賛否両論の台湾「神豚」祭り 出品数減少、伝統への見方に変化 (AFPBB NEWS 2020.9.13)

豚を太らせ大きさを競うという台湾のお祭り、「神豚祭り」。世の中には、本当に変わった行事が多い。タイトルにある通り内容的に「賛否両論」がくっきり分かれそうだが、伝統行事と動物愛護は本当に相性が悪いと思う。このお祭りの由来が気になるところではあるが、残念ながら調べた範囲では、詳しい内容はわからなかった。

動物を犠牲にする儀式は世界中に存在する。中華文化で言えば、大昔の春秋時代には、覇を競う諸侯が盟約を行う際に牛の耳を切り落とし、血を啜った。「牛耳を執る」すなわち「牛耳る」の語源である。諸侯同士の約束を「神」に誓うための儀式であり、おそらく根本には「生贄」という意味があるのではないだろうか。

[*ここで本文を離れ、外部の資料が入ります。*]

//! MCP types and data structures.

use std::collections::{BTreeMap, HashMap};

use serde::{Deserialize, Serialize};

/// Where a pool entry came from.
#[derive(Debug, Clone, Copy, PartialEq, Eq, Serialize, Deserialize)]
#[serde(rename_all = "snake_case")]
pub enum McpSource {
    /// Managed by the orchestrator (editable)
    Orchestrator,
    /// Read from the user's Claude settings (read-only)
    User,
}

/// Launch definition of a single MCP server (stdio transport).
#[derive(Debug, Clone, PartialEq, Eq, Serialize, Deserialize)]
pub struct McpServerConfig {
    /// Unique name; the key the CLI and agents refer to it by
    pub name: String,
    pub command: String,
    #[serde(default)]
    pub args: Vec<String>,
    #[serde(default)]
    pub env: HashMap<String, String>,
}

impl McpServerConfig {
    pub fn new(name: impl Into<String>, command: impl Into<String>) -> Self {
        Self {
            name: name.into(),
            command: command.into(),
            args: Vec::new(),
            env: HashMap::new(),
        }
    }

    pub fn with_args(mut self, args: impl IntoIterator<Item = impl Into<String>>) -> Self {
        self.args = args.into_iter().map(Into::into).collect();
        self
    }

    pub fn with_env(mut self, key: impl Into<String>, value: impl Into<String>) -> Self {
        self.env.insert(key.into(), value.into());
        self
    }
}

/// One server as it appears under `mcpServers` in a config file. The name is
/// the map key, so it's not repeated here.
#[derive(Debug, Clone, Default, PartialEq, Eq, Serialize, Deserialize)]
pub struct McpServerEntry {
    #[serde(default)]
    pub command: String,
    #[serde(default)]
    pub args: Vec<String>,
    #[serde(default)]
    pub env: HashMap<String, String>,
}

impl McpServerEntry {
    pub fn into_config(self, name: String) -> McpServerConfig {
        McpServerConfig {
            name,
            command: self.command,
            args: self.args,
            env: self.env,
        }
    }
}

impl From<&McpServerConfig> for McpServerEntry {
    fn from(config: &McpServerConfig) -> Self {
        Self {
            command: config.command.clone(),
            args: config.args.clone(),
            env: config.env.clone(),
        }
    }
}

/// `{"mcpServers": {...}}` document. Shared by the orchestrator file, the
/// user's Claude settings (other keys ignored) and the payload handed to
/// the CLI via `--mcp-config`.
#[derive(Debug, Clone, Default, PartialEq, Eq, Serialize, Deserialize)]
pub struct McpConfigDocument {
    #[serde(rename = "mcpServers", default)]
    pub mcp_servers: BTreeMap<String, McpServerEntry>,
}

/// A pool entry tagged with its source.
#[derive(Debug, Clone, PartialEq, Eq, Serialize)]
pub struct PooledServer {
    #[serde(flatten)]
    pub config: McpServerConfig,
    pub source: McpSource,
}

/// Every MCP server known to the host, keyed by unique name.
#[derive(Debug, Clone, Default, PartialEq, Eq)]
pub struct McpServerPool {
    servers: BTreeMap<String, PooledServer>,
}

impl McpServerPool {
    pub fn new() -> Self {
        Self::default()
    }

    /// Merge user and orchestrator sources. Orchestrator entries win on name
    /// collision.
    pub fn merge(
        user: impl IntoIterator<Item = McpServerConfig>,
        orchestrator: impl IntoIterator<Item = McpServerConfig>,
    ) -> Self {
        let mut pool = Self::new();
        for config in user {
            pool.insert(config, McpSource::User);
        }
        for config in orchestrator {
            pool.insert(config, McpSource::Orchestrator);
        }
        pool
    }

    pub fn insert(&mut self, config: McpServerConfig, source: McpSource) {
        self.servers
            .insert(config.name.clone(), PooledServer { config, source });
    }

    pub fn get(&self, name: &str) -> Option<&PooledServer> {
        self.servers.get(name)
    }

    pub fn len(&self) -> usize {
        self.servers.len()
    }

    pub fn is_empty(&self) -> bool {
        self.servers.is_empty()
    }

    /// Servers in name order.
    pub fn iter(&self) -> impl Iterator<Item = &PooledServer> {
        self.servers.values()
    }
}

impl FromIterator<McpServerConfig> for McpServerPool {
    /// Collect as orchestrator-managed entries.
    fn from_iter<T: IntoIterator<Item = McpServerConfig>>(iter: T) -> Self {
        Self::merge(std::iter::empty(), iter)
    }
}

アイヌにも有名な動物に関わる儀式がある。イオマンテ。熊送りである。こちらは、神(カムイ)の化身である熊の魂に神の国に帰ってもらうといった意味を持つ。神様に捧げる「生贄」ではなく、霊魂が神様そのものである熊をもてなし、神の国に送り届けるのである。霊魂の帰った後の熊の亡骸は、もてなされた神様からの贈物であり、毛皮を利用し、肉は食される。儀式の意味を考えると、「儀式」と「動物」に対する見方が少し違って見えてくる。

「神に対する動物」なのか、「神としての動物」なのか。どちらにしても殺生を前提としている儀式であることに変わりなく、「賛否両論」は永遠に続くであろう。ただ、殺生でありながら、信仰の要素もあり、立場によって見方が異なっていることも事実である。同じような話を聞く機会は少なくなく、よほどこの部分の相互理解は難しいのだと思う。きっと儀式や行事だけでなく、食文化などもこの延長線上に位置しているのであろう。

冒頭の「神豚祭り」の「神豚」は「神に対する豚」なのか、「神としての豚」なのか。記事だけではわからないが、我が家の食卓でも大活躍する「豚」に対する物議。行事の意味、賛否両論を含めて「(簡単に答えを)くれないの豚」ということだろうか。